Thinking of switching your car loan?

If you're deciding whether or not to refinance your car loan, following is some helpful information and things to consider.

What does refinancing your car loan involve?

Refinancing your car loan involves taking out a new loan for your car to pay out your existing loan. It's not buying a new car; it's simply replacing the finance attached to it.

Why refinance my car loan?

Some of the reasons why you might look to refinance your car loan include the following:
 
  • You want a loan with a lower interest rate to help you save money on interest, and lower your loan repayments.
  • You want to lower your loan repayments by increasing your loan term
  • You want a loan with greater flexibility such as the ability to make extra repayments and access available redraw.
 

What fees are there?

The fees you need to be aware of when refinancing your car loan include switching fees such as early loan repayment fees on your existing loan and application fees on the new loan. Different lenders charge different fees so you should check with individual financial institutions as to what fees and charges apply. Note that not all car loans have early repayment penalties.

Things to consider when looking for a car loan

You of course need to assess what your needs are to determine which loan is right for you. Following are some things for you to take in to consideration: 

 

Finding a low interest rate to save money

If the reason you are refinancing is because you are looking to save money on interest, then look for a loan with a low interest rate. You can even secure lower interest rates depending on the age and green star rating of your car. You should also take in to account loan account keeping fees. While small, these fees are usually compounded on to the loan so end up costing you more than what you think over the life of the loan.

 

When do you expect to have the loan paid off?

If you are trying to pay off your debt as quickly as possible, you will need to look for a loan not only with a low rate, but one that enables you to make unlimited additional repayments at no extra cost.

 

Are flexible features what's important to you?

If the features of your loan are important to you because you want flexibility, look for loans that allow you to access redraw in case you need it. Whether you pay your loan off quickly or according to the minimum repayments, you may want the security of knowing you won't be penalised either way. Loans that offer no penalties for making extra repayments will give you this peace of mind.

 

Secured loans vs unsecured loans

Secured car loans usually offer a lower interest rate than unsecured car loans. If your car is less than 3 years old, you could consider switching from an unsecured loan to a secured loan to enjoy some further savings. Many loans for newer cars also come with fixed interest options so you can enjoy the peace of mind of having the same low rate for the life of the loan, without your regular repayments changing.

 

How long do you plan on keeping your car before you sell it?

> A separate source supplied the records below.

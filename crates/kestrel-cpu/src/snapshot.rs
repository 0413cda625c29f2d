//! Host-facing snapshot of the architectural register state.
//!
//! RAM is not part of this image; the host snapshots it separately through
//! `kestrel_mem`.

use serde::{Deserialize, Serialize};

use crate::cpu::Cpu;
use crate::state::{DescriptorTableReg, LazyFlags, SegmentCache, SystemSegmentReg};

#[derive(Debug, Clone, Serialize, Deserialize)]
pub struct CpuSnapshot {
    pub gpr: [u32; 8],
    pub eip: u32,
    pub eflags: u32,
    pub selectors: [u16; 6],
    pub caches: [SegmentCache; 6],
    pub cpl: u8,
    pub cr0: u32,
    pub cr2: u32,
    pub cr3: u32,
    pub cr4: u32,
    pub dr: [u32; 8],
    pub gdtr: DescriptorTableReg,
    pub idtr: DescriptorTableReg,
    pub ldtr: SystemSegmentReg,
    pub tr: SystemSegmentReg,
    pub a20_enabled: bool,
    pub retired_instructions: u64,
}

impl Cpu {
    pub fn snapshot(&mut self) -> CpuSnapshot {
        // Force the lazy flags so the image is self-contained.
        let eflags = self.get_eflags();
        CpuSnapshot {
            gpr: self.gpr,
            eip: self.eip,
            eflags,
            selectors: self.selectors,
            caches: self.caches,
            cpl: self.cpl,
            cr0: self.cr0,
            cr2: self.cr2,
            cr3: self.cr3,
            cr4: self.cr4,
            dr: self.dr,
            gdtr: self.gdtr,
            idtr: self.idtr,
            ldtr: self.ldtr,
            tr: self.tr,
            a20_enabled: self.bus.a20_enabled(),
            retired_instructions: self.cycle,
        }
    }

    pub fn restore(&mut self, snapshot: &CpuSnapshot) {
        self.gpr = snapshot.gpr;
        self.eip = snapshot.eip;
        self.base_eip = snapshot.eip;
        self.eflags = snapshot.eflags;
        self.lazy = LazyFlags::default();
        self.selectors = snapshot.selectors;
        self.caches = snapshot.caches;
        self.cpl = snapshot.cpl;
        self.cr0 = snapshot.cr0;
        self.cr2 = snapshot.cr2;
        self.cr3 = snapshot.cr3;
        self.cr4 = snapshot.cr4;
        self.dr = snapshot.dr;
        self.gdtr = snapshot.gdtr;
        self.idtr = snapshot.idtr;
        self.ldtr = snapshot.ldtr;
        self.tr = snapshot.tr;
        self.bus.set_a20_enabled(snapshot.a20_enabled);
        self.cycle = snapshot.retired_instructions;
    }
}

#[cfg(test)]
mod tests {
    use crate::cpu::{Cpu, CpuConfig};

    #[test]
    fn snapshot_round_trip() {
        let mut cpu = Cpu::new(CpuConfig::default()).unwrap();
        cpu.set_eax(0x1234_5678);
        cpu.set_eip(0x4000);
        let image = cpu.snapshot();

        let mut other = Cpu::new(CpuConfig::default()).unwrap();
        other.restore(&image);
        assert_eq!(other.eax(), 0x1234_5678);
        assert_eq!(other.eip(), 0x4000);
        assert_eq!(other.segment(crate::SegReg::CS), cpu.segment(crate::SegReg::CS));
    }
}
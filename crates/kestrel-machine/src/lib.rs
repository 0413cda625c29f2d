//! The machine owner: one [`Machine`] holds the CPU, the port-I/O bus, the
//! PIC seam and the host command queue, and drives the cooperative main
//! loop one instruction at a time.

mod io;

use std::collections::VecDeque;

use tracing::debug;

use kestrel_cpu::{Cpu, CpuConfig, Env, InterruptLine, LogicalAddress, RunState};
use kestrel_mem::PhysicalMemoryError;

pub use io::{IoBus, IoDevice};

/// Host commands, drained at instruction boundaries.
#[derive(Debug, Clone, Copy, PartialEq, Eq)]
pub enum Command {
    EnterDebugger,
    ExitDebugger,
    HardReboot,
}

/// Why [`Machine::run`] returned.
#[derive(Debug, Clone, Copy, PartialEq, Eq)]
pub enum ExitReason {
    /// Triple fault (or equivalent unrecoverable cascade).
    Shutdown,
    /// VKILL in an autotest configuration.
    AutotestExit { code: i32 },
}

#[derive(Debug, Clone)]
pub struct MachineConfig {
    pub memory_size: u64,
    pub for_autotest: bool,
    pub entry: LogicalAddress,
}

impl Default for MachineConfig {
    fn default() -> Self {
        let cpu = CpuConfig::default();
        Self {
            memory_size: cpu.memory_size,
            for_autotest: cpu.for_autotest,
            entry: cpu.entry,
        }
    }
}

/// A PIC that never raises. Stands in until the host wires a real one.
struct NoPic;

impl InterruptLine for NoPic {
    fn has_pending_irq(&mut self) -> bool {
        false
    }

    fn acknowledge_irq(&mut self) -> Option<u8> {
        None
    }
}

pub struct Machine {
    cpu: Cpu,
    io: IoBus,
    pic: Box<dyn InterruptLine>,
    commands: VecDeque<Command>,
    debugger_active: bool,
}

impl Machine {
    pub fn new(config: MachineConfig) -> Result<Self, PhysicalMemoryError> {
        let cpu = Cpu::new(CpuConfig {
            memory_size: config.memory_size,
            for_autotest: config.for_autotest,
            entry: config.entry,
        })?;
        Ok(Self {
            cpu,
            io: IoBus::default(),
            pic: Box::new(NoPic),
            commands: VecDeque::new(),
            debugger_active: false,
        })
    }

    pub fn cpu(&self) -> &Cpu {
        &self.cpu
    }

    pub fn cpu_mut(&mut self) -> &mut Cpu {
        &mut self.cpu
    }

    pub fn io_bus_mut(&mut self) -> &mut IoBus {
        &mut self.io
    }

    pub fn set_pic(&mut self, pic: Box<dyn InterruptLine>) {
        self.pic = pic;
    }

    /// Whether a debugger was requested via [`Command::EnterDebugger`]. The
    /// debugger itself lives outside the core; this is just the latch it
    /// polls.
    pub fn debugger_active(&self) -> bool {
        self.debugger_active
    }

    pub fn queue_command(&mut self, command: Command) {
        self.commands.push_back(command);
    }

    fn drain_commands(&mut self) -> bool {
        let mut rebooted = false;
        while let Some(command) = self.commands.pop_front() {
            match command {
                Command::EnterDebugger => self.debugger_active = true,
                Command::ExitDebugger => self.debugger_active = false,
                Command::HardReboot => {
                    debug!(target: "kestrel_machine", "hard reboot");
                    self.io.reset_all();
                    self.cpu.reset();
                    rebooted = true;
                }
            }
        }
        rebooted
    }

    fn service_pending_irq(&mut self) {
        if !self.cpu.interrupt_window_open() {
            return;
        }
        if !self.pic.has_pending_irq() {
            return;
        }
        if let Some(vector) = self.pic.acknowledge_irq() {
            self.cpu.deliver_external_interrupt(vector);
        }
    }

    /// One main-loop iteration: drain commands, run one instruction (or
    /// poll the halted CPU), then service the IRQ line.
    pub fn step(&mut self) -> Option<ExitReason> {
        if !self.commands.is_empty() && self.drain_commands() {
            return None;
        }

        match self.cpu.run_state() {
            RunState::Alive => {
                let mut env = Env {
                    io: &mut self.io,
                    irq: &mut *self.pic,
                };
                self.cpu.step(&mut env);
            }
            RunState::Halted => {
                // Nothing to execute until the PIC asserts.
                if self.cpu.get_if() {
                    self.service_pending_irq();
                }
                return None;
            }
            RunState::Shutdown => return Some(ExitReason::Shutdown),
            RunState::Dead { exit_code } => {
                return Some(ExitReason::AutotestExit { code: exit_code })
            }
        }

        match self.cpu.run_state() {
            RunState::Shutdown => Some(ExitReason::Shutdown),
            RunState::Dead { exit_code } => Some(ExitReason::AutotestExit { code: exit_code }),
            _ => {
                self.service_pending_irq();
                None
            }
        }
    }

    /// Run until shutdown or autotest exit. Halted phases spin through the
    /// PIC poll with a yield so a host thread is not pegged.
    pub fn run(&mut self) -> ExitReason {
        loop {
            if let Some(reason) = self.step() {
                return reason;
            }
            if self.cpu.is_halted() {
                std::thread::yield_now();
            }
        }
    }
}

#[cfg(test)]
mod tests {
    use pretty_assertions::assert_eq;

    use super::*;

    #[test]
    fn hard_reboot_resets_cpu() {
        let mut machine = Machine::new(MachineConfig::default()).unwrap();
        machine.cpu_mut().set_eax(0xDEAD_BEEF);
        machine.queue_command(Command::HardReboot);
        machine.step();
        assert_eq!(machine.cpu().eax(), 0);
        assert_eq!(machine.cpu().eip(), 0xFFF0);
    }

    #[test]
    fn debugger_latch_follows_commands() {
        let mut machine = Machine::new(MachineConfig::default()).unwrap();
        machine.queue_command(Command::EnterDebugger);
        machine.step();
        assert!(machine.debugger_active());
        machine.queue_command(Command::ExitDebugger);
        machine.step();
        assert!(!machine.debugger_active());
    }
}
//! IRQ interaction scenarios: REP preemption and resumption, HLT wakeup,
//! the autotest shutdown opcode, and port I/O dispatch.

use pretty_assertions::assert_eq;

use kestrel_cpu::{
    Cpu, CpuConfig, Env, InterruptLine, IoPorts, LogicalAddress, NoIrq, OpSize, OpenBusIo,
    RunState, SegReg, REG_ECX, REG_EDI, REG_ESI, REG_ESP,
};

fn boot_cpu(code: &[u8]) -> Cpu {
    let mut cpu = Cpu::new(CpuConfig {
        memory_size: 2 * 1024 * 1024,
        for_autotest: true,
        entry: LogicalAddress::new(0x0000, 0x0500),
    })
    .unwrap();
    cpu.bus_mut().load(0x500, code);
    cpu
}

fn step_quiet(cpu: &mut Cpu) {
    let mut io = OpenBusIo;
    let mut irq = NoIrq;
    cpu.step(&mut Env {
        io: &mut io,
        irq: &mut irq,
    });
}

/// Asserts the IRQ line on the n-th poll and stays asserted.
struct FiringIrq {
    polls: u32,
    fire_on_poll: u32,
}

impl InterruptLine for FiringIrq {
    fn has_pending_irq(&mut self) -> bool {
        self.polls += 1;
        self.polls >= self.fire_on_poll
    }

    fn acknowledge_irq(&mut self) -> Option<u8> {
        Some(0x08)
    }
}

#[test]
fn rep_movsb_is_preempted_and_resumes_after_iret() {
    // 0500: REP MOVSB ; vector 8 handler at 0000:0550 is a bare IRET.
    let mut cpu = boot_cpu(&[0xF3, 0xA4]);
    cpu.bus_mut().load(0x550, &[0xCF]);
    cpu.bus_mut().load(8 * 4, &0x0550u16.to_le_bytes());
    cpu.bus_mut().load(8 * 4 + 2, &0x0000u16.to_le_bytes());
    cpu.bus_mut().load(0x600, b"hello");

    cpu.write_segment(SegReg::ES, 0).unwrap();
    cpu.write_segment(SegReg::SS, 0).unwrap();
    cpu.write_reg16(REG_ESP, 0x400);
    cpu.write_reg16(REG_ESI, 0x600);
    cpu.write_reg16(REG_EDI, 0x700);
    cpu.write_reg16(REG_ECX, 5);
    assert!(cpu.get_if());

    // The line asserts at the boundary after the second iteration.
    let mut io = OpenBusIo;
    let mut irq = FiringIrq {
        polls: 0,
        fire_on_poll: 2,
    };
    cpu.step(&mut Env {
        io: &mut io,
        irq: &mut irq,
    });

    assert_eq!(cpu.read_reg16(REG_ECX), 3, "two iterations retired");
    assert_eq!(cpu.eip(), 0x0500, "EIP parked on the REP prefix");
    assert_eq!(cpu.read_memory8(SegReg::DS, 0x700).unwrap(), b'h');
    assert_eq!(cpu.read_memory8(SegReg::DS, 0x701).unwrap(), b'e');

    // The main loop would now service the IRQ.
    assert!(cpu.interrupt_window_open());
    cpu.deliver_external_interrupt(0x08);
    assert_eq!(cpu.eip(), 0x0550);
    step_quiet(&mut cpu); // IRET
    assert_eq!(cpu.eip(), 0x0500);

    // Undisturbed, the loop finishes the remaining three bytes.
    step_quiet(&mut cpu);
    assert_eq!(cpu.read_reg16(REG_ECX), 0);
    let mut copied = [0u8; 5];
    for (i, slot) in copied.iter_mut().enumerate() {
        *slot = cpu.read_memory8(SegReg::DS, 0x700 + i as u32).unwrap();
    }
    assert_eq!(&copied, b"hello");
}

#[test]
fn hlt_parks_until_external_interrupt() {
    // 0500: HLT ; 0501: NOP. Vector 8 handler is IRET.
    let mut cpu = boot_cpu(&[0xF4, 0x90]);
    cpu.bus_mut().load(0x550, &[0xCF]);
    cpu.bus_mut().load(8 * 4, &0x0550u16.to_le_bytes());
    cpu.bus_mut().load(8 * 4 + 2, &0x0000u16.to_le_bytes());
    cpu.write_segment(SegReg::SS, 0).unwrap();
    cpu.write_reg16(REG_ESP, 0x400);

    step_quiet(&mut cpu);
    assert_eq!(cpu.run_state(), RunState::Halted);

    cpu.deliver_external_interrupt(0x08);
    assert_eq!(cpu.run_state(), RunState::Alive);
    step_quiet(&mut cpu); // IRET
    assert_eq!(cpu.eip(), 0x0501, "execution resumes after the HLT");
}

#[test]
fn vkill_exits_autotest_machines_only() {
    let mut cpu = boot_cpu(&[0xF1]);
    step_quiet(&mut cpu);
    assert_eq!(cpu.run_state(), RunState::Dead { exit_code: 0 });
}

#[test]
fn single_step_trap_enters_debug_handler() {
    // Vector 1 handler at 0000:0560: IRET. TF set via the program's POPF.
    // 0500: POPF ; 0501: NOP
    let mut cpu = boot_cpu(&[0x9D, 0x90]);
    cpu.bus_mut().load(0x560, &[0xCF]);
    cpu.bus_mut().load(4, &0x0560u16.to_le_bytes());
    cpu.bus_mut().load(6, &0x0000u16.to_le_bytes());
    cpu.write_segment(SegReg::SS, 0).unwrap();
    cpu.write_reg16(REG_ESP, 0x3FE);
    // Pre-seed the flag image POPF will load: TF | IF | bit 1.
    cpu.bus_mut().load(0x3FE, &0x0302u16.to_le_bytes());

    step_quiet(&mut cpu); // POPF sets TF; #DB delivers at the boundary
    assert_eq!(cpu.eip(), 0x0560, "single-step trap entered the handler");
    // The IVT frame points at the next instruction, with the TF image
    // preserved so IRET resumes stepping.
    assert_eq!(cpu.read_memory16(SegReg::SS, 0x3FA).unwrap(), 0x0501);
    assert!(!cpu.get_tf(), "the handler itself must not single-step");

    step_quiet(&mut cpu); // IRET
    assert_eq!(cpu.eip(), 0x0501);
    step_quiet(&mut cpu); // NOP retires, trap again
    assert_eq!(cpu.eip(), 0x0560);
    assert_eq!(cpu.read_memory16(SegReg::SS, 0x3FA).unwrap(), 0x0502);
}

struct RecordingIo {
    last_write: Option<(u16, u32)>,
}

impl IoPorts for RecordingIo {
    fn io_read(&mut self, port: u16, _size: OpSize) -> u32 {
        u32::from(port) ^ 0xA5
    }

    fn io_write(&mut self, port: u16, _size: OpSize, value: u32) {
        self.last_write = Some((port, value));
    }
}

#[test]
fn in_out_reach_the_port_bus() {
    // IN AL, 0x42 ; OUT 0x43, AL
    let mut cpu = boot_cpu(&[0xE4, 0x42, 0xE6, 0x43]);
    let mut io = RecordingIo { last_write: None };
    let mut irq = NoIrq;

    cpu.step(&mut Env {
        io: &mut io,
        irq: &mut irq,
    });
    assert_eq!(cpu.al(), 0xE7); // 0x42 ^ 0xA5

    cpu.step(&mut Env {
        io: &mut io,
        irq: &mut irq,
    });
    assert_eq!(io.last_write, Some((0x43, 0xE7)));
}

If you're looking for a loan with a balloon/residual payment at the end in order to lower your regular repayments you need to factor in how long you plan on keeping the car and whether or not you will have the money to pay the residual when it falls due. 
 
If you plan on selling the car before the residual is due, consider what the car's market value will be and whether or not it is likely that you will need to pay out any differences in order to sell it.
 
It's also important to understand how your car loan is structured. Some car dealerships offer low interest rates on new cars, however the interest is structured like a home loan where you pay back more interest first before paying off the principle. These are designed for people who plan on keeping their car longer than the loan term. If you planned on selling the car after year one or two, you may find that you haven't paid much off the principle, only the interest. Should you decide to sell the car, this could mean needing to pay the difference between what you owe and the market value at the time of the sale which could be significant. As you repay more of the interest early in the loan, it wouldn't make sense to refinance your loan later on as you've already paid for a large chunk of the interest.

 

 

Is it worth it?

Once you have assessed the reasons why you'd like to refinance your car loan, you should weigh up all the switching costs and how they impact on the benefits you expect to realise. For example, if you're refinancing to save money on interest, you could find that the switching costs erode a lot of the savings you expected to make. This however isn't always the case. The savings you can expect to make really depend on the cost and features of the loan you have and the loan you want to switch to.

 

What if I have a secured car loan?

The loan you have on your car is likely to be either a secured or unsecured loan. A secured car loan means that the vehicle is taken as security for the loan, so that in the event you are unable to meet your repayment requirements, the financial institution will repossess the car.
 
An unsecured loan means that the vehicle is not taken as security over the loan. Unlike a secured car loan, a PPSR check on the car will not show that there is finance owing on the vehicle.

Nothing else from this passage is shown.